Si conclude oggi il 46° World Economic Forum di Davos dove i “potenti della terra” si sono riuniti per discutere dei grandi problemi, economici e non solo, della nostra epoca e, si spera, cercare di risolverli.
Ci riusciranno? La società iperconnessa e ipercomplessa del III millennio consente di essere governata in maniera dirigistica? Vi è una gerarchia di “sistemi” grazie alla quale uno di essi, ad esempio quello politico, può “dirigere” tutti gli altri (economia, clima, educazione, ecc.)?
Cerchiamo di avere una risposta da un grande pensatore del secolo scorso: il sociologo Niklas Luhmann, del quale a breve sarà disponibile la versione italiana di un libro di un suo profondo conoscitore (Hans Georg Moeller).
Attingendo al pensiero formulato in altre discipline (biologia, matematica, fisica, ecc.), predispone un impianto teorico altamente convincente per spiegare l’attuale realtà sociale e le sue dinamiche. Una società “senza centro, nè alto” che costituisce e sviluppa continuamente (autopoiesi) sistemi sociali che fanno da “ambiente” l’uno con l’altro e che si sviluppano autonomamente e indipendentemente tra di loro. Sono perturbabili e “irritabili” con stimoli esterni ma certamente non “governabili” nel senso in cui comunemente si attribuisce a questa parola.
A che servono eventi come quelli di Davos?
Proprio per esplicitare meglio il suo pensiero, Luhmann utilizza una metafora carica di ironia, ma non per questo meno convincente. Egli confronta “le mimiche e le promesse dei politici che pretendono di poter influenzare l’economia (capitalista) con le danze della pioggia degli indiani Hopi e attribuisce la stessa importante funzione a entrambi, cioè “diffondere l’impressione che qualcosa è stato fatto piuttosto che semplicemente aspettare che le cose cambino per conto loro.”

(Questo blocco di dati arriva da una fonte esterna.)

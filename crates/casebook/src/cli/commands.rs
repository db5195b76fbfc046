//! CLI command definitions.
//!
//! This module defines the structure of all CLI subcommands.

use std::path::PathBuf;

use clap::{Args, Subcommand, ValueEnum};

use crate::query::{CategoryFilter, SortKey};
use crate::record::Category;
use crate::stats::TimeRange;

/// List command arguments.
#[derive(Debug, Args)]
pub struct ListCommand {
    /// Only show records whose name, phone or case details contain this text
    #[arg(short, long, default_value = "")]
    pub search: String,

    /// Sort order
    #[arg(long, value_enum, default_value = "nameAsc")]
    pub sort: SortArg,

    /// Only show this category ("all" for every record)
    #[arg(long, default_value = "all")]
    pub category: CategoryFilter,

    /// Output format
    #[arg(short, long, value_enum, default_value_t)]
    pub format: OutputFormat,
}

/// Show command arguments.
#[derive(Debug, Args)]
pub struct ShowCommand {
    /// Id of the record
    pub id: String,

    /// Output as JSON
    #[arg(short, long)]
    pub json: bool,
}

/// Add command arguments.
#[derive(Debug, Args)]
pub struct AddCommand {
    /// Full name
    #[arg(short, long)]
    pub name: String,

    /// Phone number (digits, '+' and '-')
    #[arg(short, long)]
    pub phone: String,

    /// Case details
    #[arg(short, long)]
    pub details: String,

    /// Case category
    #[arg(long)]
    pub category: Option<Category>,

    /// Tag to attach (repeatable)
    #[arg(short, long = "tag", value_name = "TAG")]
    pub tags: Vec<String>,

    /// Photo as a data URI
    #[arg(long, value_name = "DATA_URI")]
    pub image: Option<String>,
}

/// Edit command arguments.
///
/// Only the given fields change.
#[derive(Debug, Args)]
pub struct EditCommand {
    /// Id of the record
    pub id: String,

    /// New full name
    #[arg(short, long)]
    pub name: Option<String>,

    /// New phone number
    #[arg(short, long)]
    pub phone: Option<String>,

    /// New case details
    #[arg(short, long)]
    pub details: Option<String>,

    /// New case category
    #[arg(long, conflicts_with = "clear_category")]
    pub category: Option<Category>,

    /// Remove the category
    #[arg(long)]
    pub clear_category: bool,

    /// Tag to add (repeatable)
    #[arg(short, long = "tag", value_name = "TAG")]
    pub tags: Vec<String>,

    /// Tag to remove (repeatable)
    #[arg(long = "untag", value_name = "TAG")]
    pub untag: Vec<String>,

    /// New photo as a data URI
    #[arg(long, value_name = "DATA_URI", conflicts_with = "clear_image")]
    pub image: Option<String>,

    /// Remove the photo
    #[arg(long)]
    pub clear_image: bool,
}

/// Delete command arguments.
#[derive(Debug, Args)]
pub struct DeleteCommand {
    /// Id of the record
    pub id: String,
}

/// Import command arguments.
#[derive(Debug, Args)]
pub struct ImportCommand {
    /// JSON document to import; replaces every stored record
    pub file: PathBuf,
}

/// Export command arguments.
#[derive(Debug, Args)]
pub struct ExportCommand {
    /// Directory to write the export file to (defaults to the configured one)
    #[arg(short, long, value_name = "DIR")]
    pub dir: Option<PathBuf>,

    /// Print the document to stdout instead of writing a file
    #[arg(long, conflicts_with = "dir")]
    pub stdout: bool,
}

/// Clear command arguments.
#[derive(Debug, Args)]
pub struct ClearCommand {
    /// Skip confirmation
    #[arg(short, long)]
    pub yes: bool,
}

/// Stats command arguments.
#[derive(Debug, Args)]
pub struct StatsCommand {
    /// Time window to report on
    #[arg(short, long, value_enum, default_value = "all")]
    pub range: RangeArg,

    /// Output as JSON
    #[arg(short, long)]
    pub json: bool,
}

/// Dump command arguments.
#[derive(Debug, Args)]
pub struct DumpCommand {
    /// Output as JSON
    #[arg(short, long)]
    pub json: bool,
}

/// Watch command arguments.
#[derive(Debug, Args)]
pub struct WatchCommand {
    /// Poll interval in milliseconds (defaults to the configured one)
    #[arg(short, long, value_name = "MS")]
    pub interval: Option<u64>,
}

/// Configuration commands.
#[derive(Debug, Subcommand)]
pub enum ConfigCommand {
    /// Show current configuration
    Show {
        /// Output as JSON
        #[arg(short, long)]
        json: bool,
    },

    /// Show the configuration file path
    Path,

    /// Validate configuration
    Validate {
        /// Path to configuration file to validate
        #[arg(short, long)]
        file: Option<PathBuf>,
    },
}

/// Sort order argument.
#[derive(Debug, Clone, Copy, PartialEq, Eq, ValueEnum)]
pub enum SortArg {
    /// Name, A to Z
    #[value(name = "nameAsc")]
    NameAsc,
    /// Name, Z to A
    #[value(name = "nameDesc")]
    NameDesc,
    /// Oldest first
    #[value(name = "dateAsc")]
    DateAsc,
    /// Newest first
    #[value(name = "dateDesc")]
    DateDesc,
}

impl From<SortArg> for SortKey {
    fn from(arg: SortArg) -> Self {
        match arg {
            SortArg::NameAsc => Self::NameAsc,
            SortArg::NameDesc => Self::NameDesc,
            SortArg::DateAsc => Self::DateAsc,
            SortArg::DateDesc => Self::DateDesc,
        }
    }
}

/// Statistics time window argument.
#[derive(Debug, Clone, Copy, PartialEq, Eq, ValueEnum)]
pub enum RangeArg {
    /// Every record
    All,
    /// Last 30 days
    Month,
    /// Last 7 days
    Week,
}

impl From<RangeArg> for TimeRange {
    fn from(arg: RangeArg) -> Self {
        match arg {
            RangeArg::All => Self::All,
            RangeArg::Month => Self::Month,
            RangeArg::Week => Self::Week,
        }
    }
}

/// Output format for commands.
#[derive(Debug, Clone, Copy, PartialEq, Eq, Default, ValueEnum)]
pub enum OutputFormat {
    /// One record per line
    Plain,
    /// Aligned columns with a header
    #[default]
    Table,
    /// JSON output
    Json,
}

Per lo più la politica funziona simbolicamente quando arriva alla pretesa di governare altri sistemi sotto le condizioni di differenziazione funzionale. Non solo forniscono il conforto di una sensazione che “qualcosa è stato fatto”, ma, e forse in modo ancora più importante, assumono un elevato significato sociale. Una danza della pioggia era certamente un evento rilevante nella vita religiosa nativa americana.”
L’evento di Davos è di alto prestigio internazionale; continua Luhmann “Proprio come qualcuno potrebbe, presumibilmente, guadagnare un alto stato sociale nella comunità nativa americana rappresentando un ruolo principale in una danza della pioggia, essere un oratore in un meeting a Davos non mancherà di migliorare notevolmente il suo curriculum. Sia la danza della pioggia che il summit creano tutti i tipi di “perturbazione”. Essi sono inevitabilmente sia l’oggetto di conversazione della cena di una famiglia indiana che la copertura mediatica delle reti televisive nell’ora di punta. Pertanto una danza della pioggia e un summit (Davos, G8, ecc.) non sono così di interesse per meteorologi ed economisti come lo sono per antropologi e sociologi.”
Dunque Davos è inutile?
Sì se si pensa che possa influenzare economia e clima (e 45 anni di scarsi risultati successivi a questo evento ne forniscono un’ampia dimostrazione!), no se visto dall’ottica dei sistemi sociali e la loro evoluzione “autopoietica”.
Ma allora cosa bisognerebbe fare per “governare” l’economia, qualsiasi cosa possa significare questo verbo? Ben altro rispetto a quello che i politici raccontano, i media amplificano e noi ci aspettiamo (basandoci sui primi due).
È chiaro però come sia urgente, in ogni caso, che le classi dirigenti si dotino di “risorse cognitive” totalmente diverse da quelle usate dai partecipanti ai meeting di Davos (e dai giornalisti che li raccontano).